She learned to use the glovelike systems that made the firefly robots clamber over the asteroid ground, that strange place beyond the ship wall where there was no water. The mining equipment, designed to extract methane and water for the rocket fuel, was adapted to seek out essentials for the phytoplankton — nitrates and phosphates. No more sacks of water and dirt were fired to Earth. Under her command, fireflies took apart the methane rocket plants at the poles and began to haul the parts over the surface for new uses.

Even in the hab itself there was much to do.-Dan showed her how to keep the water pure.
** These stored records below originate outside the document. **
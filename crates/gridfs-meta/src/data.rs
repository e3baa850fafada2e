//! File content storage seam
//!
//! The metadata layer never stores file content itself. It calls a
//! `DataManager` to read and write blocks, to purge the data of deleted
//! files, and to report block placement.

use dashmap::DashMap;
use gridfs_common::{Entry, EntryId, Error, Result};
use serde::{Deserialize, Serialize};

/// Placement of a contiguous byte range of a file
#[derive(Clone, Debug, PartialEq, Eq, Serialize, Deserialize)]
pub struct BlockLocation {
    pub start: u64,
    pub len: u64,
    pub hosts: Vec<String>,
}

/// File content storage
pub trait DataManager: Send + Sync {
    /// Write `data` at `offset` of the file.
    fn write(&self, entry: &Entry, offset: u64, data: &[u8]) -> Result<()>;

    /// Read into `buf` from `offset`; returns the number of bytes read.
    fn read(&self, entry: &Entry, offset: u64, buf: &mut [u8]) -> Result<usize>;

    /// Drop all content of the file.
    fn delete(&self, entry: &Entry) -> Result<()>;

    /// Placement of the `[start, start + len)` range, one location per block.
    fn affinity(&self, entry: &Entry, start: u64, len: u64) -> Result<Vec<BlockLocation>>;
}

/// Process-local content storage
pub struct MemoryDataManager {
    host: String,
    blocks: DashMap<EntryId, Vec<u8>>,
}

impl MemoryDataManager {
    #[must_use]
    pub fn new(host: impl Into<String>) -> Self {
        Self {
            host: host.into(),
            blocks: DashMap::new(),
        }
    }

    /// Number of files with stored content
    #[must_use]
    pub fn files(&self) -> usize {
        self.blocks.len()
    }

    #[must_use]
    pub fn contains(&self, id: EntryId) -> bool {
        self.blocks.contains_key(&id)
    }
}

impl Default for MemoryDataManager {
    fn default() -> Self {
        Self::new("localhost")
    }
}

fn to_index(value: u64) -> Result<usize> {
    usize::try_from(value).map_err(|_| Error::invalid_argument(format!("offset too large: {value}")))
}

impl DataManager for MemoryDataManager {
    fn write(&self, entry: &Entry, offset: u64, data: &[u8]) -> Result<()> {
        let offset = to_index(offset)?;
        let mut content = self.blocks.entry(entry.id()).or_default();

        let end = offset + data.len();
        if content.len() < end {
            content.resize(end, 0);
        }
        content[offset..end].copy_from_slice(data);
        Ok(())
    }

    fn read(&self, entry: &Entry, offset: u64, buf: &mut [u8]) -> Result<usize> {
        let Some(content) = self.blocks.get(&entry.id()) else {
            return Ok(0);
        };

        let offset = to_index(offset)?;
        let available = to_index(entry.length())?.min(content.len());
        if offset >= available {
            return Ok(0);
        }

        let n = buf.len().min(available - offset);
        buf[..n].copy_from_slice(&content[offset..offset + n]);
        Ok(n)
    }

    fn delete(&self, entry: &Entry) -> Result<()> {
        self.blocks.remove(&entry.id());
        Ok(())
    }

    fn affinity(&self, entry: &Entry, start: u64, len: u64) -> Result<Vec<BlockLocation>> {
        let block_size = u64::from(entry.block_size());
        if block_size == 0 {
            return Err(Error::invalid_argument(format!(
                "entry {} has no block size",
                entry.id()
            )));
        }

        let end = start.saturating_add(len).min(entry.length());
        let mut locations = Vec::new();
        let mut pos = start;

        while pos < end {
            let block_end = (pos / block_size + 1) * block_size;
            let next = block_end.min(end);
            locations.push(BlockLocation {
                start: pos,
                len: next - pos,
                hosts: vec![self.host.clone()],
            });
            pos = next;
        }

        Ok(locations)
    }
}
Oxygen could be produced by the great metal cells, to keep the water fresh and vitalizing. There were beds of charcoal filters through which the water was pumped. But the charcoal had to be replaced by carbon extracted from asteroid material, burned in sun fire.

Dan also tried to show her how to interpret the elaborate automatic monitoring systems that checked that the closed loops remained healthy. But this was no use to her. Squid senses were delicate. If the water was unbalanced, she could see, taste, smell it as it passed through her mantle, over her gills. She could see the twisting polarization of the light caused by murky pollutants. She could even hear the tiny cries of the plankton. She knew when the water was unhealthy. It was enough that she had the means to fix it.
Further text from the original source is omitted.